Copyright (c) 2006, 2015, Percona and/or its affiliates. All rights reserved.
PerconaFT is free software: you can redistribute it and/or modify
it under the terms of the GNU General Public License, version 2,
as published by the Free Software Foundation.
PerconaFT is distributed in the hope that it will be useful,
but WITHOUT ANY WARRANTY; without even the implied warranty of
MERCHANTABILITY or FITNESS FOR A PARTICULAR PURPOSE. See the
GNU General Public License for more details.
You should have received a copy of the GNU General Public License
along with PerconaFT. If not, see <http://www.gnu.org/licenses/>.
----------------------------------------
PerconaFT is free software: you can redistribute it and/or modify
it under the terms of the GNU Affero General Public License, version 3,
as published by the Free Software Foundation.
PerconaFT is distributed in the hope that it will be useful,
but WITHOUT ANY WARRANTY; without even the implied warranty of
MERCHANTABILITY or FITNESS FOR A PARTICULAR PURPOSE. See the
GNU Affero General Public License for more details.
You should have received a copy of the GNU Affero General Public License
along with PerconaFT. If not, see <http://www.gnu.org/licenses/>.
======= */
#ident \
"Copyright (c) 2006, 2015, Percona and/or its affiliates. All rights reserved."
#pragma once
// Overview: A partitioned_counter provides a counter that can be incremented
// and the running sum can be read at any time.
// We assume that increments are frequent, whereas reading is infrequent.
// Implementation hint: Use thread-local storage so each thread increments its
// own data. The increment does not require a lock or atomic operation.

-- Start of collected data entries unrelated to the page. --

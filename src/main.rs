mod auth;
mod browser;
mod completion;
mod config;
mod error;
mod handlers;
mod metrics;
mod models;
mod rate_limit;
mod search;
mod state;
mod telemetry;

use anyhow::Context;
use clap::Parser; // for cli
use std::sync::Arc;

use crate::auth::Authenticator;
use crate::browser::WebDriverLauncher;
use crate::completion::OpenAiCompletionClient;
use crate::config::Args;
use crate::rate_limit::SlidingWindowLimiter;
use crate::search::SearchExecutor;
use crate::state::AppState;

// this is main async function with tokio
#[tokio::main]
async fn main() -> anyhow::Result<()> {
    // parse cli arguments
    let args = Args::parse();
    telemetry::init_tracing(args.log_format, "info")?;

    args.validate()?;
    let secrets = args.secrets()?;
    if secrets.insecure {
        tracing::warn!("running with placeholder secrets, do not expose this instance");
    }

    let rate_limiter = Arc::new(SlidingWindowLimiter::new(args.rate_limit, args.rate_window()));
    let sweeper = rate_limiter.spawn_sweeper(args.sweep_interval());

    let completion = OpenAiCompletionClient::new(
        &args.openai_base_url,
        secrets.openai_api_key,
        args.model.clone(),
        args.max_tokens,
        args.completion_timeout(),
    )
    .context("failed to build completion client")?;

    let search = SearchExecutor::new(
        Arc::new(WebDriverLauncher::new(args.webdriver_url.clone())),
        args.max_browser_sessions,
        args.search_timeout(),
    );

    // creating shared state
    let state = Arc::new(AppState {
        authenticator: Authenticator::new(&secrets.api_key),
        rate_limiter,
        completion: Arc::new(completion),
        search,
    });

    let app = handlers::router(state);

    let addr = format!("{}:{}", args.host, args.port);
    let listener = tokio::net::TcpListener::bind(&addr)
        .await
        .with_context(|| format!("failed to bind {addr}"))?;

    tracing::info!(%addr, "gateway listening");
    tracing::info!(model = %args.model, upstream = %args.openai_base_url, "completion backend");
    tracing::info!(webdriver = %args.webdriver_url, sessions = args.max_browser_sessions, "browser backend");
    tracing::info!(
        "Rate limit: {} requests per {} seconds",
        args.rate_limit, args.rate_window
    );

    axum::serve(listener, app)
        .with_graceful_shutdown(shutdown_signal())
        .await
        .context("server error")?;

    // rate limiter teardown
    sweeper.abort();
    tracing::info!("gateway stopped");
    Ok(())
}

async fn shutdown_signal() {
    let ctrl_c = async {
        if let Err(e) = tokio::signal::ctrl_c().await {
            tracing::error!(error = %e, "failed to listen for ctrl-c");
            std::future::pending::<()>().await;
        }
    };

    #[cfg(unix)]
    let terminate = async {
        match tokio::signal::unix::signal(tokio::signal::unix::SignalKind::terminate()) {
            Ok(mut sig) => {
                sig.recv().await;
            }
            Err(e) => {
                tracing::error!(error = %e, "failed to listen for SIGTERM");
                std::future::pending::<()>().await;
            }
        }
    };

    #[cfg(not(unix))]
    let terminate = std::future::pending::<()>();

    tokio::select! {
        _ = ctrl_c => {},
        _ = terminate => {},
    }
    tracing::info!("shutdown signal received");
}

// Reading the data can be performed by iterating over the thread-local
// versions, summing them up. The data structure also includes a sum for all
// the threads that have died. Use a pthread_key to create the thread-local
// versions. When a thread finishes, the system calls pthread_key destructor
// which can add that thread's copy into the sum_of_dead counter.
// Rationale: For statistics such as are found in engine status, we need a
// counter that requires no cache misses to increment. We've seen significant
// performance speedups by removing certain counters. Rather than removing
// those statistics, we would like to just make the counter fast. We generally
// increment the counters frequently, and want to fetch the values
// infrequently. The counters are monotonic. The counters can be split into
// many counters, which can be summed up at the end. We don't care if we get
// slightly out-of-date counter sums when we read the counter. We don't care
// if there is a race on reading the a counter
// variable and incrementing.
// See tests/test_partitioned_counter.c for some performance measurements.
// Operations:
// create_partitioned_counter Create a counter initialized to zero.
// destroy_partitioned_counter Destroy it.
// increment_partitioned_counter Increment it. This is the frequent
// operation. read_partitioned_counter Get the current value. This is
// infrequent.
// See partitioned_counter.cc for the abstraction function and representation
// invariant.
//
// The google style guide says to avoid using constructors, and it appears that
// constructors may have broken all the tests, because they called
// pthread_key_create before the key was actually created. So the google style
// guide may have some wisdom there...
//
// This version does not use constructors, essentially reverrting to the google
// C++ style guide.
//
// The old C interface. This required a bunch of explicit
// ___attribute__((__destructor__)) functions to remember to destroy counters at
// the end.
#if defined(__cplusplus)
extern "C" {
#endif
typedef struct partitioned_counter *PARTITIONED_COUNTER;
PARTITIONED_COUNTER create_partitioned_counter(void);
// Effect: Create a counter, initialized to zero.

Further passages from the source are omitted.